- **Task details**
From the line with "self.agg(AggregateSpec::min(field))" to the final line, print the records exactly as they are.

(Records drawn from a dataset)
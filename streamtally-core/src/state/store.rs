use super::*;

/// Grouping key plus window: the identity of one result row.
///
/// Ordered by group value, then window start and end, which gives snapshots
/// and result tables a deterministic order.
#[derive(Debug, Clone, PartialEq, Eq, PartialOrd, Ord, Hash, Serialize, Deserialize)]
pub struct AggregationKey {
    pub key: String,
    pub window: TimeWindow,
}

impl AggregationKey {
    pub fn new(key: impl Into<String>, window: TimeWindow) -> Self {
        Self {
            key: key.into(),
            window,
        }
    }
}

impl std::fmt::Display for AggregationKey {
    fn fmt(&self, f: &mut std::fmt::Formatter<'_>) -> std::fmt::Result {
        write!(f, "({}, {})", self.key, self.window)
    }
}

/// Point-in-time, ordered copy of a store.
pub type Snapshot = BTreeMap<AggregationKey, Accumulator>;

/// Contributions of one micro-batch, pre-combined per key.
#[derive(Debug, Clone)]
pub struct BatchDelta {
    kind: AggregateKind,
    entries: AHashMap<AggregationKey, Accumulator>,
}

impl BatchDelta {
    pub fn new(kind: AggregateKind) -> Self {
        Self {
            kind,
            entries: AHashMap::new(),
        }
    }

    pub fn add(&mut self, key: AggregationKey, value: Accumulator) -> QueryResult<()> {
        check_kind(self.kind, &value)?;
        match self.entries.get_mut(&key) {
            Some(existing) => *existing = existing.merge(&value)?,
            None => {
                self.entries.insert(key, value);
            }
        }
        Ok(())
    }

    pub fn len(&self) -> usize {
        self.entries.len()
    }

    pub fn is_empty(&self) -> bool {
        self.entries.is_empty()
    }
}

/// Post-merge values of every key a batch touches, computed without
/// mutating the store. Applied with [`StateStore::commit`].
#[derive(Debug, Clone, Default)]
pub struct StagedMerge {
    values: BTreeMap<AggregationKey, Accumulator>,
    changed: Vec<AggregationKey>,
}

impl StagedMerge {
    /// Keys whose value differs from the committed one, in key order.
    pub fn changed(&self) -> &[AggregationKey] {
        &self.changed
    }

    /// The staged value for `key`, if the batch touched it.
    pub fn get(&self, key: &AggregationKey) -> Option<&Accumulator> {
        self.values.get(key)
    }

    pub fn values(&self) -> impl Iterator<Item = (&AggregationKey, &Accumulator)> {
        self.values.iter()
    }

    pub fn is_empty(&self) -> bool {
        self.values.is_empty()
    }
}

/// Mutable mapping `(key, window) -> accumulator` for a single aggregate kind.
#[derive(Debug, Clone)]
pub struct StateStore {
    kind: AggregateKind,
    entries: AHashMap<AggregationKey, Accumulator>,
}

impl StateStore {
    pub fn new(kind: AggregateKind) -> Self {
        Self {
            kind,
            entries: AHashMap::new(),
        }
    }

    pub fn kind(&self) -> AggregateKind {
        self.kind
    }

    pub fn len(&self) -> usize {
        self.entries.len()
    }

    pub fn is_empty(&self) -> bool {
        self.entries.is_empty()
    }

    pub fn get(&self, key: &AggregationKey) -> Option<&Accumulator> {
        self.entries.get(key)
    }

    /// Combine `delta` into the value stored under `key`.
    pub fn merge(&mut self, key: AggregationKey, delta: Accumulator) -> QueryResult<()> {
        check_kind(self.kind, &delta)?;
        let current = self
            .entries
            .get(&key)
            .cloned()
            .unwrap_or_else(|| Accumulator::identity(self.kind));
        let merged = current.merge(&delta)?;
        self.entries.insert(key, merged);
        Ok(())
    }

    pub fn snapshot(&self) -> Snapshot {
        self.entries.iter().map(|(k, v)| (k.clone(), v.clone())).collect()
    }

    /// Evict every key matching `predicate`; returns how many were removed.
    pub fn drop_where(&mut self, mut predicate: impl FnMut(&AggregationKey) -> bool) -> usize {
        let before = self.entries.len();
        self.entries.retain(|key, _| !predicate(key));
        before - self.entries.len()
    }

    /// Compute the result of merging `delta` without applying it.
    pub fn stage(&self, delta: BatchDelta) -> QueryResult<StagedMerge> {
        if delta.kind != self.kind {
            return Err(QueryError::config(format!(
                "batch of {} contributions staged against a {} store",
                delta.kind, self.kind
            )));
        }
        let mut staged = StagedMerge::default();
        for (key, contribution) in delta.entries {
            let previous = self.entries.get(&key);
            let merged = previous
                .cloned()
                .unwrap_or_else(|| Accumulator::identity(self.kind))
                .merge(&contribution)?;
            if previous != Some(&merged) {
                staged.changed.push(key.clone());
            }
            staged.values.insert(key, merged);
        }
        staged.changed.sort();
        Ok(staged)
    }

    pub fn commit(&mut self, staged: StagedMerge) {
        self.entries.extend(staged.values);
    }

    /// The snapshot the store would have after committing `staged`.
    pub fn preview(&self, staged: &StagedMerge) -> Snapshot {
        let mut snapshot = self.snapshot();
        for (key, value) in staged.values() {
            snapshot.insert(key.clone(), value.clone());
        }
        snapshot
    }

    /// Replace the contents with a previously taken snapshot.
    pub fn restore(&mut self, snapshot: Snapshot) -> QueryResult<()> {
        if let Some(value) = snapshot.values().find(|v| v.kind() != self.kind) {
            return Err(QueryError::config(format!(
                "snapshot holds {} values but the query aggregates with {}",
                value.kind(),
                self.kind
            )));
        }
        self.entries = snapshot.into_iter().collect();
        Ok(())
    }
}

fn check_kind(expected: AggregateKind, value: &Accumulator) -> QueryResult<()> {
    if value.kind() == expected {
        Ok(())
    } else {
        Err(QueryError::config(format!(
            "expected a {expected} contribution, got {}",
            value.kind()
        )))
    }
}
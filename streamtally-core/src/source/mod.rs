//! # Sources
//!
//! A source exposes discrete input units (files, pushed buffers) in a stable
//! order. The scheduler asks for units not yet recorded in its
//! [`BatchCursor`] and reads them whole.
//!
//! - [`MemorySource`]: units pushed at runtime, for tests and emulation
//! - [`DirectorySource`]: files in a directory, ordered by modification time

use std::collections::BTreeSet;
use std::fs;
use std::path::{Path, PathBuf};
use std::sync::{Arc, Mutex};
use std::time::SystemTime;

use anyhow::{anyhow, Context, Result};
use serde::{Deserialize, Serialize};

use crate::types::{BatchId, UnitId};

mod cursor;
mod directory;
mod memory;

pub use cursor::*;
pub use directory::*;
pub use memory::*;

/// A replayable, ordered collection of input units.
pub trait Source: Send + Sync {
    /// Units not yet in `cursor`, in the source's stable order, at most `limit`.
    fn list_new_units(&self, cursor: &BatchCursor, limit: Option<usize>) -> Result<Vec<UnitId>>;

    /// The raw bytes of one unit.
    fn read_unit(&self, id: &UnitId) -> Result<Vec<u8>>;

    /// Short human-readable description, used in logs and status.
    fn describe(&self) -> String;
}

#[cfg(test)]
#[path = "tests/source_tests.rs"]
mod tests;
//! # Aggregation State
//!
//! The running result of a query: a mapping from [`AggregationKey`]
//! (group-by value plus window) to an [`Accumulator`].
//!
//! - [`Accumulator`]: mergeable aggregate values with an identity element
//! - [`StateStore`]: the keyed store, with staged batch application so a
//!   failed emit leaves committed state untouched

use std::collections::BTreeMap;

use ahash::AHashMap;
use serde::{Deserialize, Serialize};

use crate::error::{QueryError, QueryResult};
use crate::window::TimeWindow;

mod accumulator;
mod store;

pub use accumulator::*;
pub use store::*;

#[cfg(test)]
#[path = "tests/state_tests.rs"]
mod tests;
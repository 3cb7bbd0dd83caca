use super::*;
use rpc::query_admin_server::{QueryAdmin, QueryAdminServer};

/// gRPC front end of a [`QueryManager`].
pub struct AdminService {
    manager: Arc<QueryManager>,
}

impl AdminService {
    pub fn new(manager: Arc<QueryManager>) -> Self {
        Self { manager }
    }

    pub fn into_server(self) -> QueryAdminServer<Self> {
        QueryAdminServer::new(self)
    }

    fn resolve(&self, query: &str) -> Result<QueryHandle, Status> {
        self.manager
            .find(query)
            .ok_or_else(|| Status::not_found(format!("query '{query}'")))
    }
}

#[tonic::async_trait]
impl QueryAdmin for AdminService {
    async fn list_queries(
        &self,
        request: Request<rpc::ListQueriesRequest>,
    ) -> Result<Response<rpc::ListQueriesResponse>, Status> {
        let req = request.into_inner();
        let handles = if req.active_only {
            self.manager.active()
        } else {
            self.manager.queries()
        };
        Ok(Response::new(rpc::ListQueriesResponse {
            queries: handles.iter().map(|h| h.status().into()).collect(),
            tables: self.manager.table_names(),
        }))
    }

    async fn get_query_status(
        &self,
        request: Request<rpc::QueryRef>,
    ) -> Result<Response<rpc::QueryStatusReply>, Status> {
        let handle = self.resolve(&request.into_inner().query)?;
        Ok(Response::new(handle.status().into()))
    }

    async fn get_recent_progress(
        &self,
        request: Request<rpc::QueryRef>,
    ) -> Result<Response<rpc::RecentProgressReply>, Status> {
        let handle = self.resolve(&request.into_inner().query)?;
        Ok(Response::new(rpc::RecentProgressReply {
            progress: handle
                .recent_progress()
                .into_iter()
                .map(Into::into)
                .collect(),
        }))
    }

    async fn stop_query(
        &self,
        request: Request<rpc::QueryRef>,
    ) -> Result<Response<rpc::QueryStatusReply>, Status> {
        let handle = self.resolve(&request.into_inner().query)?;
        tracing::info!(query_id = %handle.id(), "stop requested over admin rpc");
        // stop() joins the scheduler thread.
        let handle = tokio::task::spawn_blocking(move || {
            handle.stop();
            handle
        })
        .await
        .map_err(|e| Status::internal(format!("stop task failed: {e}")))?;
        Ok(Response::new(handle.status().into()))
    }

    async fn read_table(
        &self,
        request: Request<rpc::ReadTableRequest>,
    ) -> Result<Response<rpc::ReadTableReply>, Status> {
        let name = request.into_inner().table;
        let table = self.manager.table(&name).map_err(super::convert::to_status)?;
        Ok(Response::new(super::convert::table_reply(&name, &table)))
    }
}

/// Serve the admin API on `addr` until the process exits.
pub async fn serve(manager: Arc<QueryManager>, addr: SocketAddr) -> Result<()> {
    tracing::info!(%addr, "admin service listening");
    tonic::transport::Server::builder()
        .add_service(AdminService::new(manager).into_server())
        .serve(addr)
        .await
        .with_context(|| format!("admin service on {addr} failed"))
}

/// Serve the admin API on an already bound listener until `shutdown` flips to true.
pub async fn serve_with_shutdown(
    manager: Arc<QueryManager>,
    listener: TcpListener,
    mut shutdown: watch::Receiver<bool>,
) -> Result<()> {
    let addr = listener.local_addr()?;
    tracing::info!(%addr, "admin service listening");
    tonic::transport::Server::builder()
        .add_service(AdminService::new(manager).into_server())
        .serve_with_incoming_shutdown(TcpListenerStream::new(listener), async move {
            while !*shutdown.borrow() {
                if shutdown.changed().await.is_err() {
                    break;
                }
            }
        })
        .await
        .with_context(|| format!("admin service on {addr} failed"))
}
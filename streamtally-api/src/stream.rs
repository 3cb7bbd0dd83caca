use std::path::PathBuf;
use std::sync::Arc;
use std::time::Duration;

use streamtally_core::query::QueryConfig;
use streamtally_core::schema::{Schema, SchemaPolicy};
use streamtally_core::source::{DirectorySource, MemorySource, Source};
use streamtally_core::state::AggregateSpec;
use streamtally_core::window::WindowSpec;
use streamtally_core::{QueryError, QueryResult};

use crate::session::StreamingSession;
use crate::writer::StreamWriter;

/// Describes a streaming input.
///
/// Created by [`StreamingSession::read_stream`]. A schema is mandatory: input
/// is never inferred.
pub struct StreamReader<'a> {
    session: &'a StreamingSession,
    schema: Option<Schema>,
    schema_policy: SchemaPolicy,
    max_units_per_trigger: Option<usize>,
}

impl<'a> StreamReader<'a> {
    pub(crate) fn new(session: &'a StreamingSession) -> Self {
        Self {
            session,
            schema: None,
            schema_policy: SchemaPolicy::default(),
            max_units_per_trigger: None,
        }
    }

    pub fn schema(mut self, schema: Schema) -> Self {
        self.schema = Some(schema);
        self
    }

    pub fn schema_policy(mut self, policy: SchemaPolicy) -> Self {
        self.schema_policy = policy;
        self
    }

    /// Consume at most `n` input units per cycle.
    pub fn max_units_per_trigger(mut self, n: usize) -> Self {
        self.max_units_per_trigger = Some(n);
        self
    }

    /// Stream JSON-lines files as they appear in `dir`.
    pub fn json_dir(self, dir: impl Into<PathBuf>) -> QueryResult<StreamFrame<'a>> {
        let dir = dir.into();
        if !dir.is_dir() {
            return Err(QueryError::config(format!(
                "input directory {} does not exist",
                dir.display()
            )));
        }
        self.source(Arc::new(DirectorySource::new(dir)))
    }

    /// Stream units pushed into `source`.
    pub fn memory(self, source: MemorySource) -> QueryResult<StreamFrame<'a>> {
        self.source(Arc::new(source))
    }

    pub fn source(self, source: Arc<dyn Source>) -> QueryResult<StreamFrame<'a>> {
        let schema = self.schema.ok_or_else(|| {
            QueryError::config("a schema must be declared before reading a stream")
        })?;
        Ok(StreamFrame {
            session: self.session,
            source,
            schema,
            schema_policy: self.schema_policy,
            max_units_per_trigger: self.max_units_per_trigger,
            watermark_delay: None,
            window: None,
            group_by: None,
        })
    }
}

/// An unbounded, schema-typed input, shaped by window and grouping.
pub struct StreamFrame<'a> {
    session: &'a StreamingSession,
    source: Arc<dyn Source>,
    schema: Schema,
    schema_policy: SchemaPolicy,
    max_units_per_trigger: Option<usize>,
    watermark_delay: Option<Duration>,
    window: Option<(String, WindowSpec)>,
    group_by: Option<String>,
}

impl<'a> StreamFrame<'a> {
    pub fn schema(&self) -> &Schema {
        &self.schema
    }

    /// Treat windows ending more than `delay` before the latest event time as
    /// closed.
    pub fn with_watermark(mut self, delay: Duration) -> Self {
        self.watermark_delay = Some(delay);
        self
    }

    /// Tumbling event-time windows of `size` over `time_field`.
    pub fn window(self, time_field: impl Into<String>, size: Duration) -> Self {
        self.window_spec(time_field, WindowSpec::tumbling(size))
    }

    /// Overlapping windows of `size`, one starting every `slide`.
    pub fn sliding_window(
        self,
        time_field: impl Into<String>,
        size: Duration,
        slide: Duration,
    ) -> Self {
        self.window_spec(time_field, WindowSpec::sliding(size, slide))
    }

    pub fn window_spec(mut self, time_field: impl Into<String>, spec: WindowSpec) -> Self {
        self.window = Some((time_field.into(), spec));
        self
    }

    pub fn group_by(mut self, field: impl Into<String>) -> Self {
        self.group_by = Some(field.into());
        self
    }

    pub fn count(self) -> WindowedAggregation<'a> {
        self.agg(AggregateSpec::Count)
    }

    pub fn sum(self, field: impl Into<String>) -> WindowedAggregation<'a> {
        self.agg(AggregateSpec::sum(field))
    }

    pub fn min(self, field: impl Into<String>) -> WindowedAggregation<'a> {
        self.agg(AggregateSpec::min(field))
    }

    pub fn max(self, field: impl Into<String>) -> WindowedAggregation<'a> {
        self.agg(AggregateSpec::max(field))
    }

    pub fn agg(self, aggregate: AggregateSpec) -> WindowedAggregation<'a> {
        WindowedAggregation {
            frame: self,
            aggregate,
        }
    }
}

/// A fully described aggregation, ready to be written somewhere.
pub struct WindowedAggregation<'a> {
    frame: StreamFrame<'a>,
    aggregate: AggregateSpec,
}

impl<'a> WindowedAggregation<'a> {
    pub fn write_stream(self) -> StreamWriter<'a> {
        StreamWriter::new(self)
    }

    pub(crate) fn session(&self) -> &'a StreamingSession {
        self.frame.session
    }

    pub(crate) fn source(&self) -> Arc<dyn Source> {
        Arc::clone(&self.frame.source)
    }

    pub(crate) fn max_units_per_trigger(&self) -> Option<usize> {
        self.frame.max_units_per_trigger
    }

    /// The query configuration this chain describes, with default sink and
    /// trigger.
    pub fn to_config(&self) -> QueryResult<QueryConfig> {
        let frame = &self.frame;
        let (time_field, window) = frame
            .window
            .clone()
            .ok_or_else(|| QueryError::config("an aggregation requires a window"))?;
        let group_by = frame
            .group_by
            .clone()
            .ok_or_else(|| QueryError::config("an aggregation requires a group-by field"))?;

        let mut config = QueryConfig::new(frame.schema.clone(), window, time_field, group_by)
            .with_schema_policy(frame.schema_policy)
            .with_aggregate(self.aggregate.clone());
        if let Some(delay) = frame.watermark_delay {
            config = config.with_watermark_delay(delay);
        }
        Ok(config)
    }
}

- **Task response**
        self.agg(AggregateSpec::min(field))
    }

    pub fn max(self, field: impl Into<String>) -> WindowedAggregation<'a> {
        self.agg(AggregateSpec::max(field))
    }

    pub fn agg(self, aggregate: AggregateSpec) -> WindowedAggregation<'a> {
        WindowedAggregation {
            frame: self,
            aggregate,
        }
    }
}

/// A fully described aggregation, ready to be written somewhere.
pub struct WindowedAggregation<'a> {
    frame: StreamFrame<'a>,
    aggregate: AggregateSpec,
}

impl<'a> WindowedAggregation<'a> {
    pub fn write_stream(self) -> StreamWriter<'a> {
        StreamWriter::new(self)
    }

    pub(crate) fn session(&self) -> &'a StreamingSession {
        self.frame.session
    }

    pub(crate) fn source(&self) -> Arc<dyn Source> {
        Arc::clone(&self.frame.source)
    }

    pub(crate) fn max_units_per_trigger(&self) -> Option<usize> {
        self.frame.max_units_per_trigger
    }

    /// The query configuration this chain describes, with default sink and
    /// trigger.
    pub fn to_config(&self) -> QueryResult<QueryConfig> {
        let frame = &self.frame;
        let (time_field, window) = frame
            .window
            .clone()
            .ok_or_else(|| QueryError::config("an aggregation requires a window"))?;
        let group_by = frame
            .group_by
            .clone()
            .ok_or_else(|| QueryError::config("an aggregation requires a group-by field"))?;

        let mut config = QueryConfig::new(frame.schema.clone(), window, time_field, group_by)
            .with_schema_policy(frame.schema_policy)
            .with_aggregate(self.aggregate.clone());
        if let Some(delay) = frame.watermark_delay {
            config = config.with_watermark_delay(delay);
        }
        Ok(config)
    }
}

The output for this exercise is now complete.